Individuals may need to review their residency status for tax purpose if they end up staying in Australia for a lengthy period and do not plan to return to their country of residency when able to do so.
Whether individuals are residents for tax purposes in Australia is a question of fact and requires consideration of their particular circumstances.
Australian residents affected by COVID-19 include those who are temporarily overseas and those who have had to return to Australia early from certain foreign service.
For individuals who usually live and work in Australia but are temporarily overseas, their Australian tax obligations do not change. If they are required to pay foreign income tax overseas, a foreign income tax offset will ordinarily be applied to reduce the Australian tax payable.
Australian residents who have had to return to Australia early from foreign service due to COVID-19, where their foreign service income may otherwise have been exempt under s 23AG of ITAA 1936, are affected as follows:
- • if they had already completed 91 days of continuous foreign service and met all the other requirements
- – the earnings from that period of foreign service will continue to be exempt. This is so even if they are paid after their return (eg wages paid in arrears and paid annual or holiday leave that accrued during the period of foreign service)

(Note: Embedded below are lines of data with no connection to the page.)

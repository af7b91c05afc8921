//! Web API authentication tests.

mod common;

use axum::http::header::AUTHORIZATION;
use axum::http::StatusCode;
use bhub::db::Role;
use serde_json::{json, Value};

use common::{create_test_server, create_user, login};

#[tokio::test]
async fn test_login_success() {
    let (server, db) = create_test_server().await;
    create_user(&db, "alice", "password123", Role::Member).await;

    let response = server
        .post("/api/auth/login")
        .json(&json!({ "username": "alice", "password": "password123" }))
        .await;

    assert_eq!(response.status_code(), StatusCode::OK);
    let body = response.json::<Value>();
    assert_eq!(body["success"], true);
    assert!(body["data"]["access_token"].as_str().is_some());
    assert!(body["data"]["refresh_token"].as_str().is_some());
    assert_eq!(body["data"]["user"]["username"], "alice");
    assert_eq!(body["data"]["user"]["role"], "member");
}

#[tokio::test]
async fn test_login_wrong_password() {
    let (server, db) = create_test_server().await;
    create_user(&db, "alice", "password123", Role::Member).await;

    let response = server
        .post("/api/auth/login")
        .json(&json!({ "username": "alice", "password": "wrong-password" }))
        .await;

    assert_eq!(response.status_code(), StatusCode::UNAUTHORIZED);
    let body = response.json::<Value>();
    assert_eq!(body["success"], false);
    assert_eq!(body["error"]["code"], "UNAUTHORIZED");
}

#[tokio::test]
async fn test_login_unknown_user() {
    let (server, _db) = create_test_server().await;

    let response = server
        .post("/api/auth/login")
        .json(&json!({ "username": "ghost", "password": "password123" }))
        .await;

    assert_eq!(response.status_code(), StatusCode::UNAUTHORIZED);
}

#[tokio::test]
async fn test_login_empty_fields_rejected() {
    let (server, _db) = create_test_server().await;

    let response = server
        .post("/api/auth/login")
        .json(&json!({ "username": "", "password": "" }))
        .await;

    assert_eq!(response.status_code(), StatusCode::BAD_REQUEST);
    let body = response.json::<Value>();
    assert_eq!(body["error"]["code"], "VALIDATION_ERROR");
}

#[tokio::test]
async fn test_me_requires_token() {
    let (server, _db) = create_test_server().await;

    let response = server.get("/api/auth/me").await;
    assert_eq!(response.status_code(), StatusCode::UNAUTHORIZED);
}

#[tokio::test]
async fn test_me_with_token() {
    let (server, db) = create_test_server().await;
    create_user(&db, "alice", "password123", Role::Member).await;
    let token = login(&server, "alice", "password123").await;

    let response = server
        .get("/api/auth/me")
        .add_header(AUTHORIZATION, format!("Bearer {token}"))
        .await;

    assert_eq!(response.status_code(), StatusCode::OK);
    let body = response.json::<Value>();
    assert_eq!(body["data"]["username"], "alice");
}

#[tokio::test]
async fn test_me_rejects_garbage_token() {
    let (server, _db) = create_test_server().await;

    let response = server
        .get("/api/auth/me")
        .add_header(AUTHORIZATION, "Bearer not-a-jwt")
        .await;

    assert_eq!(response.status_code(), StatusCode::UNAUTHORIZED);
}

#[tokio::test]
async fn test_refresh_rotates_token() {
    let (server, db) = create_test_server().await;
    create_user(&db, "alice", "password123", Role::Member).await;

    let login_response = server
        .post("/api/auth/login")
        .json(&json!({ "username": "alice", "password": "password123" }))
        .await;
    let refresh_token = login_response.json::<Value>()["data"]["refresh_token"]
        .as_str()
        .unwrap()
        .to_string();

    let response = server
        .post("/api/auth/refresh")
        .json(&json!({ "refresh_token": refresh_token }))
        .await;
    assert_eq!(response.status_code(), StatusCode::OK);
    let new_refresh = response.json::<Value>()["data"]["refresh_token"]
        .as_str()
        .unwrap()
        .to_string();
    assert_ne!(new_refresh, refresh_token);

    // The old token was revoked by rotation
    let replay = server
        .post("/api/auth/refresh")
        .json(&json!({ "refresh_token": refresh_token }))
        .await;
    assert_eq!(replay.status_code(), StatusCode::UNAUTHORIZED);
}

#[tokio::test]
async fn test_logout_revokes_refresh_token() {
    let (server, db) = create_test_server().await;
    create_user(&db, "alice", "password123", Role::Member).await;

    let login_response = server
        .post("/api/auth/login")
        .json(&json!({ "username": "alice", "password": "password123" }))
        .await;
    let refresh_token = login_response.json::<Value>()["data"]["refresh_token"]
        .as_str()
        .unwrap()
        .to_string();

    let logout = server
        .post("/api/auth/logout")
        .json(&json!({ "refresh_token": refresh_token }))
        .await;
    assert_eq!(logout.status_code(), StatusCode::OK);

    let refresh = server
        .post("/api/auth/refresh")
        .json(&json!({ "refresh_token": refresh_token }))
        .await;
    assert_eq!(refresh.status_code(), StatusCode::UNAUTHORIZED);
}

#[tokio::test]
async fn test_disabled_account_cannot_login() {
    let (server, db) = create_test_server().await;
    let user_id = create_user(&db, "alice", "password123", Role::Member).await;

    bhub::UserRepository::new(db.pool())
        .update(user_id, &bhub::UserUpdate::new().is_active(false))
        .await
        .unwrap();

    let response = server
        .post("/api/auth/login")
        .json(&json!({ "username": "alice", "password": "password123" }))
        .await;
    assert_eq!(response.status_code(), StatusCode::FORBIDDEN);
}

- – the earnings earned after their return to Australia, even if they are in relation to previous foreign service, are not earned undertaking foreign service, and therefore will be assessable in Australia
- • if they had neither completed 91 days of continuous foreign service (taking into account available exceptions) nor met all the other requirements, foreign earnings from that period of foreign service are not exempt and therefore will be assessable in Australia.
Foreign residents who are temporarily staying in Australia for some weeks or months due to COVID-19 will not become Australian residents for tax purposes if they:
- • usually live overseas permanently, and
- • intend to return there as soon as they are able to.
Foreign residents usually working overseas and earning foreign-sourced employment income and have been on paid leave (such as annual or holiday leave) since arriving in Australia do not need to declare it as it is not from an Australian source.
If the remote working arrangement is short term (three months or less), the income from that employment does not have an Australian source. For working arrangements longer than three months, the individuals’ circumstances need to be examined to determine if their employment is connected to Australia. These include whether:
- • the terms and conditions of their employment contract change
- • the nature of the job changes
- • the individuals start performing work for an Australian entity affiliated with their employer
- • the economic impact or result of their work shifts to Australia
- • their economic employer — the entity for which they are providing services — is in Australia (see Taxation Ruling TR 2013/1)
- • they perform work with Australian clients
- • the performance of their work is wholly or to a significant degree dependent on their being physically present in Australia to complete it
- • Australia become their permanent place of work
- • their intention towards Australia changes.
In some limited situations, their employment income may not have an Australian source. This may be the case if all the following apply:
- • the only thing that has changed about their employment is that they are now doing it from Australia as a result of COVID-19
- • there are no other connections to Australia, and
- • they intend to leave Australia as soon as they are able to do so.